[TASK ITEM]: Give again only those lines from the start of the entries through the line holding "pub fn with_nprobes(mut", leaving them as they are.
══ PROVIDED ENTRIES
use async_trait::async_trait;
use lancedb::Connection;
use tracing::debug;

use shopsearch_core::error::{Error, Result};
use shopsearch_core::traits::VectorStore;
use shopsearch_core::types::{BulkResponse, IndexSchema, IndexedDocument, SearchHit, Similarity};

use crate::{index_build, search, table, writer};

/// Embedded LanceDB store rooted at a local directory URI.
#[derive(Clone)]
pub struct LanceStore {
    conn: Connection,
    uri: String,
    metric: Similarity,
    nprobes: usize,
}

impl LanceStore {
    pub async fn connect(uri: &str) -> Result<Self> {
        let conn = table::open_db(uri).await?;
        debug!(uri, "opened LanceDB");
        Ok(Self { conn, uri: uri.to_string(), metric: Similarity::Cosine, nprobes: 20 })
    }

    pub fn with_metric(mut self, metric: Similarity) -> Self {
        self.metric = metric;
        self
    }

    pub fn with_nprobes(mut self, nprobes: usize) -> Self {
        self.nprobes = nprobes.max(1);
        self
    }

    pub fn uri(&self) -> &str { &self.uri }
    pub fn connection(&self) -> &Connection { &self.conn }
}

#[async_trait]
impl VectorStore for LanceStore {
    async fn ping(&self) -> Result<bool> {
        Ok(self.conn.table_names().execute().await.is_ok())
    }

    async fn index_exists(&self, name: &str) -> Result<bool> {
        table::table_exists(&self.conn, name).await
    }

    async fn create_index(&self, schema: &IndexSchema) -> Result<()> {
        if schema.vector.ann.metric != self.metric {
            return Err(Error::InvalidConfig(format!(
                "index metric {:?} differs from store metric {:?}",
                schema.vector.ann.metric, self.metric
            )));
        }
        table::create_table(&self.conn, schema).await
    }

    async fn delete_index(&self, name: &str, ignore_missing: bool) -> Result<()> {
        table::drop_table(&self.conn, name, ignore_missing).await
    }

    async fn index_dimension(&self, name: &str) -> Result<Option<usize>> {
        table::table_dimension(&self.conn, name).await
    }

    async fn count(&self, name: &str) -> Result<usize> {
        table::row_count(&self.conn, name).await
    }

    async fn bulk_upsert(&self, name: &str, docs: &[IndexedDocument]) -> Result<BulkResponse> {
        writer::upsert_documents(&self.conn, name, docs).await
    }

    async fn knn_search(&self, name: &str, field: &str, vector: &[f32], k: usize) -> Result<Vec<SearchHit>> {
        if !table::table_exists(&self.conn, name).await? {
            return Err(Error::NotFound(format!("index '{name}'")));
        }
        search::knn(&self.conn, name, field, vector, k, self.metric, self.nprobes).await
    }

    async fn build_indexes(&self, schema: &IndexSchema) -> Result<bool> {
        index_build::build_indexes(&self.conn, schema).await
    }
}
════
[RESULT]:
use async_trait::async_trait;
use lancedb::Connection;
use tracing::debug;

use shopsearch_core::error::{Error, Result};
use shopsearch_core::traits::VectorStore;
use shopsearch_core::types::{BulkResponse, IndexSchema, IndexedDocument, SearchHit, Similarity};

use crate::{index_build, search, table, writer};

/// Embedded LanceDB store rooted at a local directory URI.
#[derive(Clone)]
pub struct LanceStore {
    conn: Connection,
    uri: String,
    metric: Similarity,
    nprobes: usize,
}

impl LanceStore {
    pub async fn connect(uri: &str) -> Result<Self> {
        let conn = table::open_db(uri).await?;
        debug!(uri, "opened LanceDB");
        Ok(Self { conn, uri: uri.to_string(), metric: Similarity::Cosine, nprobes: 20 })
    }

    pub fn with_metric(mut self, metric: Similarity) -> Self {
        self.metric = metric;
        self
    }

    pub fn with_nprobes(mut self, nprobes: usize) -> Self {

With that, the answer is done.